### Exercise requirements
From the material below, pull each line containing the string "spread".

### Dataset
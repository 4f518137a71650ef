//! Microphone arrangements that expand into one or two captures.

use serde::{Deserialize, Serialize};
use strum::{Display, EnumString, EnumVariantNames};

use crate::{
    error::{Error, Result},
    math::{EulerRot, Quat, Vec3},
    pattern::CapturePattern,
    transducer::{Capture, Transducer},
};

#[derive(
    Copy,
    Clone,
    Debug,
    PartialEq,
    Eq,
    Deserialize,
    Serialize,
    Display,
    EnumString,
    EnumVariantNames,
)]
#[strum(ascii_case_insensitive)]
pub enum CaptureConfig {
    /// Single capsule.
    Mono,
    /// Coincident pair angled apart.
    XY,
    /// Spaced pair facing forward.
    AB,
    /// Spaced pair angled apart.
    ORTF,
    /// Forward facing mid capsule with a coincident sideways capsule.
    MS,
}

/// Placement of a capture arrangement.
///
/// The arrangement faces +X with +Y to its left and +Z up before it is
/// rotated by `yaw` (around Z), `pitch` (around Y) and `roll` (around X).
/// Angles are in degrees.
#[derive(Copy, Clone, Debug, PartialEq)]
pub struct CaptureSettings {
    pub position: Vec3,
    pub yaw: f32,
    pub pitch: f32,
    pub roll: f32,
    /// Capsule radius.
    pub capsule: f32,
    pub config: CaptureConfig,
    /// Angle between the capsules of XY and ORTF.
    pub angle: f32,
    /// Distance between the capsules of AB and ORTF.
    pub distance: f32,
    /// Pattern of the forward facing capsules.
    pub direction: CapturePattern,
    /// Pattern of the sideways capsule of MS.
    pub side: CapturePattern,
}

impl Default for CaptureSettings {
    fn default() -> Self {
        Self {
            position: Vec3::ZERO,
            yaw: 0.0,
            pitch: 0.0,
            roll: 0.0,
            capsule: 0.015,
            config: CaptureConfig::Mono,
            angle: 0.0,
            distance: 0.0,
            direction: CapturePattern::Cardioid,
            side: CapturePattern::FigureEight,
        }
    }
}

impl CaptureSettings {
    /// Expands the arrangement into captures, left capsule first.
    pub fn captures(&self) -> Result<Vec<Capture>> {
        let finite = [self.yaw, self.pitch, self.roll, self.angle, self.distance]
            .iter()
            .all(|v| v.is_finite());
        if !finite {
            return Err(Error::InvalidArgument(format!(
                "Non-finite capture settings {:?}",
                self
            )));
        }
        if !(self.capsule > 0.0 && self.capsule.is_finite()) {
            return Err(Error::InvalidArgument(format!(
                "Capsule radius {} must be positive",
                self.capsule
            )));
        }
        if self.distance < 0.0 {
            return Err(Error::InvalidArgument(format!(
                "Capsule distance {} must not be negative",
                self.distance
            )));
        }

        let orientation = Quat::from_euler(
            EulerRot::ZYX,
            self.yaw.to_radians(),
            self.pitch.to_radians(),
            self.roll.to_radians(),
        );
        let half_angle = self.angle.to_radians() * 0.5;
        let half_distance = self.distance * 0.5;

        // Capsule offset along +Y, facing and pattern in the arrangement's frame
        let capsules: Vec<(f32, Vec3, CapturePattern)> = match self.config {
            CaptureConfig::Mono => vec![(0.0, Vec3::X, self.direction)],
            CaptureConfig::XY => vec![
                (0.0, Quat::from_rotation_z(half_angle) * Vec3::X, self.direction),
                (0.0, Quat::from_rotation_z(-half_angle) * Vec3::X, self.direction),
            ],
            CaptureConfig::AB => vec![
                (half_distance, Vec3::X, self.direction),
                (-half_distance, Vec3::X, self.direction),
            ],
            CaptureConfig::ORTF => vec![
                (
                    half_distance,
                    Quat::from_rotation_z(half_angle) * Vec3::X,
                    self.direction,
                ),
                (
                    -half_distance,
                    Quat::from_rotation_z(-half_angle) * Vec3::X,
                    self.direction,
                ),
            ],
            CaptureConfig::MS => vec![(0.0, Vec3::X, self.direction), (0.0, Vec3::Y, self.side)],
        };

        capsules
            .into_iter()
            .map(|(offset, facing, pattern)| {
                let position = self.position + orientation * (Vec3::Y * offset);
                let axis = orientation * facing * self.capsule;
                Capture::new(Transducer::new(position, axis), pattern)
            })
            .collect()
    }
}
//! Tracing of a single work item: the direct sound of a source or one emitted
//! ray followed through its reflections.

use std::ops::AddAssign;

use super::RayTraceSettings;
use crate::{
    accumulator::{Accumulator, Arrival, BindingTable},
    math::{self, Ray, Vec3},
    scene::Scene,
    transducer::{Capture, Source},
};

/// Contributions weaker than this fraction of the energy threshold, relative
/// to the path's initial energy, are dropped before they reach the buffers.
pub const NEGLIGIBLE_FRACTION: f32 = 1e-3;

#[derive(Copy, Clone, Debug, PartialEq, Eq)]
pub enum WorkItem {
    Direct { source: usize },
    Ray { source: usize, direction: usize },
}

#[derive(Copy, Clone, Debug, Default, PartialEq, Eq)]
pub struct PathStats {
    pub rays: usize,
    pub segments: usize,
    pub arrivals: usize,
    pub dropped: usize,
}

impl AddAssign for PathStats {
    fn add_assign(&mut self, other: Self) {
        self.rays += other.rays;
        self.segments += other.segments;
        self.arrivals += other.arrivals;
        self.dropped += other.dropped;
    }
}

/// Everything a worker reads while tracing.
pub struct TraceContext<'a> {
    pub scene: &'a Scene,
    pub sources: &'a [Source],
    pub captures: &'a [Capture],
    pub table: &'a BindingTable,
    pub settings: &'a RayTraceSettings,
    /// Emission directions of each source.
    pub directions: &'a [Vec<Vec3>],
    /// Paths longer than this can't reach any bound buffer.
    pub max_distance: f32,
}

struct PathState {
    ray: Ray,
    energy: f32,
    // Travelled distance from the source surface
    length: f32,
    order: u32,
}

impl<'a> TraceContext<'a> {
    pub fn trace(&self, item: WorkItem, acc: &mut Accumulator, stats: &mut PathStats) {
        match item {
            WorkItem::Direct { source } => self.trace_direct(source, acc, stats),
            WorkItem::Ray { source, direction } => {
                self.trace_ray(source, self.directions[source][direction], acc, stats)
            }
        }
    }

    fn deposit(
        &self,
        acc: &mut Accumulator,
        stats: &mut PathStats,
        arrival: Arrival,
        floor: f32,
    ) {
        if arrival.energy.abs() < floor || !arrival.energy.is_finite() {
            stats.dropped += 1;
            return;
        }
        stats.arrivals += 1;
        acc.add(self.table, &arrival);
    }

    fn trace_direct(&self, source_index: usize, acc: &mut Accumulator, stats: &mut PathStats) {
        let source = &self.sources[source_index];
        let tolerance = self.settings.tolerance;
        let floor = NEGLIGIBLE_FRACTION * self.settings.energy_threshold;
        let origin = source.transducer.position;

        for (capture_index, capture) in self.captures.iter().enumerate() {
            if !self.table.accepts(capture_index, 0) {
                continue;
            }
            let to_capture = capture.position() - origin;
            let dist = to_capture.length();
            if dist <= tolerance {
                continue;
            }
            let dir = to_capture / dist;
            if self.scene.occluded(origin, capture.position(), tolerance) {
                continue;
            }

            let length = (dist - source.transducer.radius()).max(0.0);
            let energy = source.weight(dir) * capture.spread(length) * capture.response(-dir);
            self.deposit(
                acc,
                stats,
                Arrival {
                    capture: capture_index,
                    energy,
                    delay: self.settings.delay(length),
                    order: 0,
                },
                floor,
            );
        }
    }

    fn trace_ray(
        &self,
        source_index: usize,
        dir: Vec3,
        acc: &mut Accumulator,
        stats: &mut PathStats,
    ) {
        stats.rays += 1;

        let source = &self.sources[source_index];
        let settings = self.settings;
        let tolerance = settings.tolerance;

        let initial = source.weight(dir) / (self.directions[source_index].len() as f32);
        if !(initial > 0.0) {
            return;
        }
        let floor = NEGLIGIBLE_FRACTION * settings.energy_threshold * initial;
        let cutoff = settings.energy_threshold * initial;

        let mut state = PathState {
            ray: Ray::new(source.emission_point(dir), dir, f32::INFINITY),
            energy: initial,
            length: 0.0,
            order: 0,
        };

        loop {
            if state.order >= settings.max_reflections {
                break;
            }
            let hit = match self.scene.intersect(&state.ray, tolerance) {
                Some(hit) => hit,
                // Escaped
                None => break,
            };
            stats.segments += 1;

            state.length += hit.t;
            if state.length > self.max_distance {
                break;
            }
            state.order += 1;

            let triangle = self.scene.triangle(hit.triangle);
            state.energy *= triangle.reflection;

            let reflected = math::reflect(state.ray.d, triangle.normal).normalize_or_zero();
            if reflected == Vec3::ZERO || !math::is_finite(reflected) {
                break;
            }
            // Normal on the side the path continues on
            let side = if reflected.dot(triangle.normal) >= 0.0 {
                triangle.normal
            } else {
                -triangle.normal
            };
            let origin = hit.point + side * tolerance;

            for (capture_index, capture) in self.captures.iter().enumerate() {
                if !self.table.accepts(capture_index, state.order) {
                    continue;
                }
                let to_capture = capture.position() - hit.point;
                // Captures behind the surface can't hear this reflection
                if to_capture.dot(side) <= 0.0 {
                    continue;
                }
                let dist = to_capture.length();
                if dist <= tolerance || self.scene.occluded(origin, capture.position(), tolerance)
                {
                    continue;
                }

                let total = state.length + dist;
                let energy =
                    state.energy * capture.spread(total) * capture.response(-to_capture / dist);
                self.deposit(
                    acc,
                    stats,
                    Arrival {
                        capture: capture_index,
                        energy,
                        delay: settings.delay(total),
                        order: state.order,
                    },
                    floor,
                );
            }

            // Arrivals of this bounce are already in, the path ends with them
            if state.energy < cutoff || !self.table.accepts_from(state.order + 1) {
                break;
            }

            state.ray = Ray::new(origin, reflected, f32::INFINITY);
        }
    }
}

### Problem solution
            let energy = source.weight(dir) * capture.spread(length) * capture.response(-dir);
                    state.energy * capture.spread(total) * capture.response(-to_capture / dist);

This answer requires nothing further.